A few of the ribosomal protection genes have been found to be part of mosaic genes consisting of regions from two or three different known tet genes (Stanton et al., 2005; Patterson et al., 2007; Van Hoek et al., 2008). Identification of mosaic genes requires sequencing of the complete gene which is rarely done in current studies. Hence misnaming the gene present is possible as originally occurred with the tet(32) gene (Patterson et al., 2007). One such gene is a hybrid between the tet(O) at one end and tet(W) at the other end of the gene labeled tet(O/W). Another hybrid between the tet(O) and tet(W) genes has been identified which has a partial tet(O) sequence between the ends of the tet(W) gene [tet(W/O/W)]. Mosaic Tcr genes can only be defined by sequencing the complete gene and at this time, the number of different genera known to have them is very limited (Bifidobacteria, Lactobacillus, Megasphaera). In addition, studies have found mosaic tet genes from metagenomic samples taken from human and animal feces and human saliva samples (Patterson et al., 2007; Kazimierczak et al., 2009). The first mosaic genes sequenced were from Megasphaera elsdenii and a new designation was suggested for hybrid genes which code for proteins made of >50 amino acid residues in a single stretch derived from different genes (Levy et al., 2005; Stanton et al., 2005). Mosaic genes currently identified include tet(O/W), tet(O/W/O), tet(W/32/O), tet(O/32/O), tet(O/W/32/O), tet(O/W/32/W/O), tet(O/W/32/O/W/O) which include genes with fewer then 50 amino acid residues suggesting that a modification of the current recommendation for mosaic genes may need to be considered (Stanton et al., 2005; Patterson et al., 2007; Van Hoek et al., 2008).
The tet(U) gene produces a small protein (105 amino acids) which confers low level tetracycline resistance (Chopra and Roberts, 2001). The TetU protein has 21% similarity over its length to the TetM protein, but it does not include the consensus GTP-binding sequences, which are thought to be important for tetracycline resistance in these proteins. The tet(U) gene has been identified in only one Gram-positive genus.

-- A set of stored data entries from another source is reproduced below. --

use serde::{Deserialize, Serialize};
use std::path::PathBuf;

/// Application configuration
#[derive(Debug, Clone, Serialize, Deserialize)]
#[serde(default)]
pub struct Config {
    /// Path to the SQLite cache database
    pub database_path: PathBuf,
    /// Base URL of the calorie log server
    pub server_url: String,
}

impl Default for Config {
    fn default() -> Self {
        let home = dirs::home_dir().unwrap_or_else(|| PathBuf::from("."));
        Self {
            database_path: home.join(".callog").join("callog.db"),
            server_url: "http://localhost:2621".to_string(),
        }
    }
}

impl Config {
    /// Load configuration with priority: env vars > config file > defaults
    pub fn load(config_path: Option<PathBuf>) -> Result<Self, ConfigError> {
        // Start with defaults
        let mut config = Self::default();

        // Try to load from config file
        let path = config_path.unwrap_or_else(Self::default_config_path);
        if path.exists() {
            let contents = std::fs::read_to_string(&path)
                .map_err(|e| ConfigError::ReadError(path.clone(), e))?;
            config = serde_yaml::from_str(&contents)
                .map_err(|e| ConfigError::ParseError(path.clone(), e))?;
        }

        // Apply environment variable overrides
        if let Ok(db_path) = std::env::var("CALLOG_DATABASE_PATH") {
            config.database_path = PathBuf::from(db_path);
        }
        if let Ok(server_url) = std::env::var("CALLOG_SERVER_URL") {
            config.server_url = server_url;
        }

        Ok(config)
    }

    /// Default config file path: ~/.config/callog/config.yaml
    pub fn default_config_path() -> PathBuf {
        dirs::config_dir()
            .unwrap_or_else(|| PathBuf::from("."))
            .join("callog")
            .join("config.yaml")
    }
}

#[derive(Debug)]
pub enum ConfigError {
    ReadError(PathBuf, std::io::Error),
    ParseError(PathBuf, serde_yaml::Error),
}

impl std::fmt::Display for ConfigError {
    fn fmt(&self, f: &mut std::fmt::Formatter<'_>) -> std::fmt::Result {
        match self {
            ConfigError::ReadError(path, e) => {
                write!(f, "Failed to read config file '{}': {}", path.display(), e)
            }
            ConfigError::ParseError(path, e) => {
                write!(f, "Failed to parse config file '{}': {}", path.display(), e)
            }
        }
    }
}

impl std::error::Error for ConfigError {}

#[cfg(test)]
mod tests {
    use super::*;
    use std::io::Write;
    use tempfile::tempdir;

    #[test]
    fn test_default_config() {
        let config = Config::default();
        assert!(config.database_path.to_string_lossy().contains("callog.db"));
        assert_eq!(config.server_url, "http://localhost:2621");
    }

    #[test]
    fn test_load_no_file_uses_defaults() {
        let temp_dir = tempdir().unwrap();
        let config_path = temp_dir.path().join("nonexistent.yaml");

        let config = Config::load(Some(config_path)).unwrap();
        assert_eq!(config.server_url, "http://localhost:2621");
    }

    #[test]
    fn test_load_from_file() {
        let temp_dir = tempdir().unwrap();
        let config_path = temp_dir.path().join("config.yaml");

        let mut file = std::fs::File::create(&config_path).unwrap();
        writeln!(file, "database_path: /custom/path/cache.sqlite").unwrap();
        writeln!(file, "server_url: http://10.0.0.5:2621").unwrap();

        let config = Config::load(Some(config_path)).unwrap();
        assert_eq!(
            config.database_path,
            PathBuf::from("/custom/path/cache.sqlite")
        );
        assert_eq!(config.server_url, "http://10.0.0.5:2621");
    }

    #[test]
    fn test_env_var_overrides_file() {
        let temp_dir = tempdir().unwrap();
        let config_path = temp_dir.path().join("config.yaml");

        let mut file = std::fs::File::create(&config_path).unwrap();
        writeln!(file, "database_path: /fromfile/cache.sqlite").unwrap();

        // Set env var
        std::env::set_var("CALLOG_DATABASE_PATH", "/fromenv/cache.sqlite");

        let config = Config::load(Some(config_path)).unwrap();
        assert_eq!(
            config.database_path,
            PathBuf::from("/fromenv/cache.sqlite")
        );

        // Clean up
        std::env::remove_var("CALLOG_DATABASE_PATH");
    }

    #[test]
    fn test_invalid_yaml_error() {
        let temp_dir = tempdir().unwrap();
        let config_path = temp_dir.path().join("config.yaml");

        let mut file = std::fs::File::create(&config_path).unwrap();
        writeln!(file, "invalid: yaml: content: [").unwrap();

        let result = Config::load(Some(config_path));
        assert!(result.is_err());
        let err = result.unwrap_err();
        assert!(err.to_string().contains("Failed to parse config file"));
    }
}
use clap::{Parser, Subcommand};
use std::path::PathBuf;

mod api;
mod commands;
mod config;
mod db;
mod models;
mod push;
mod reports;
mod sync;

use api::HttpApi;
use commands::{ConfigCommand, LogCommand, ReportCommand, WatchCommand};
use config::Config;
use db::{init_db, LogStore};
use sync::SyncManager;

#[derive(Parser)]
#[command(name = "callog")]
#[command(version)]
#[command(about = "An offline-first calorie log client", long_about = None)]
struct Cli {
    /// Path to config file
    #[arg(long, short, global = true)]
    config: Option<PathBuf>,

    #[command(subcommand)]
    command: Option<Commands>,
}

#[derive(Subcommand)]
enum Commands {
    /// Record and browse calorie logs
    Log(LogCommand),

    /// Reports over the full dataset (online only)
    Report(ReportCommand),

    /// Follow live push updates
    Watch(WatchCommand),

    /// Manage configuration
    Config(ConfigCommand),
}

#[tokio::main]
async fn main() {
    if let Err(e) = run().await {
        eprintln!("Error: {}", e);
        std::process::exit(1);
    }
}

async fn run() -> Result<(), Box<dyn std::error::Error>> {
    use tracing_subscriber::{layer::SubscriberExt, util::SubscriberInitExt};

    tracing_subscriber::registry()
        .with(
            tracing_subscriber::EnvFilter::try_from_default_env()
                .unwrap_or_else(|_| "callog=warn".into()),
        )
        .with(tracing_subscriber::fmt::layer().with_writer(std::io::stderr))
        .init();

    let cli = Cli::parse();

    // Load configuration
    let config = Config::load(cli.config)?;

    match cli.command {
        Some(Commands::Log(cmd)) => {
            let manager = build_manager(&config).await?;
            cmd.run(&manager).await?;
        }
        Some(Commands::Report(cmd)) => {
            let manager = build_manager(&config).await?;
            cmd.run(&manager).await?;
        }
        Some(Commands::Watch(cmd)) => {
            let manager = build_manager(&config).await?;
            cmd.run(&manager, &config.server_url).await?;
        }
        Some(Commands::Config(cmd)) => {
            cmd.run(&config)?;
        }
        None => {
            println!("Use --help to see available commands");
        }
    }

    Ok(())
}

async fn build_manager(config: &Config) -> Result<SyncManager<HttpApi>, Box<dyn std::error::Error>> {
    let pool = init_db(&config.database_path).await?;
    let store = LogStore::new(pool);
    let api = HttpApi::new(config.server_url.clone());
    Ok(SyncManager::new(api, store))
}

There are three enzymatic Tcr genes (Table 2). The tet(X) gene encodes for a flavin NADP-dependent monooxygenase that inactivates by region selectively adding a hydroxyl group to the C-11a position of the antibiotic. This action requires oxygen and confers resistance to tetracycline, doxycycline, minocycline, and tigecycline and is found in two genera (Yang et al., 2004; Moore et al., 2005). The tet(37) gene, codes for a NADP-dependent monooxygenase. The tet(37) gene has only been cloned from the oral metagenome and no bacterial isolate has been identified that carrying this gene. The tet(34) gene has been found in three Gram-negative genera [Pseudomonas, Serratia, and Vibrio] and is unique to environmental bacteria (Table 4; Nonaka and Suzuki, 2002).
Among the culturable bacteria, some genera are found only in the environment, others are found in the environment and animals and/or man but the distinction between environmental and clinical bacteria has been blurred over the years as more classically environmental bacteria are found as the source of disease in immunocompromised patients. Complication the situation is the fact that some species within a genus are strictly environmental while other species within the same genus are associated with animals and/or man such as M. tuberculosis thus making it difficult to distinguish environmental vs clinical genera. In the past it has been assumed that most environmental bacteria were not well adapted to live in man or animals. However this perception is changing as medicine progresses allowing severely immunocompromised patients to live in the community, others people have productive lives with foreign objects permanently implanted, these and other technological changes in society have provided new opportunities for environmental bacteria to cause disease (Trujillo and Goodfellow, 2003; Rowlinson et al., 2006). Human activity has resulted in only rare remote ecosystems where mankind and civilization’s waste are absent. Thus, today it is more difficult to distinguish environmental from non-environmental bacteria. As a result there is constant mixing of environmental and non-environmental bacteria which provides multiple opportunities for horizontal genetic exchange of antibiotic resistance genes. In addition antibiotic resistance genes associated with mobile elements can be transferred back and forth between environmental and non-environmental bacteria thus reducing the number of resistance genes which are unique to the environment.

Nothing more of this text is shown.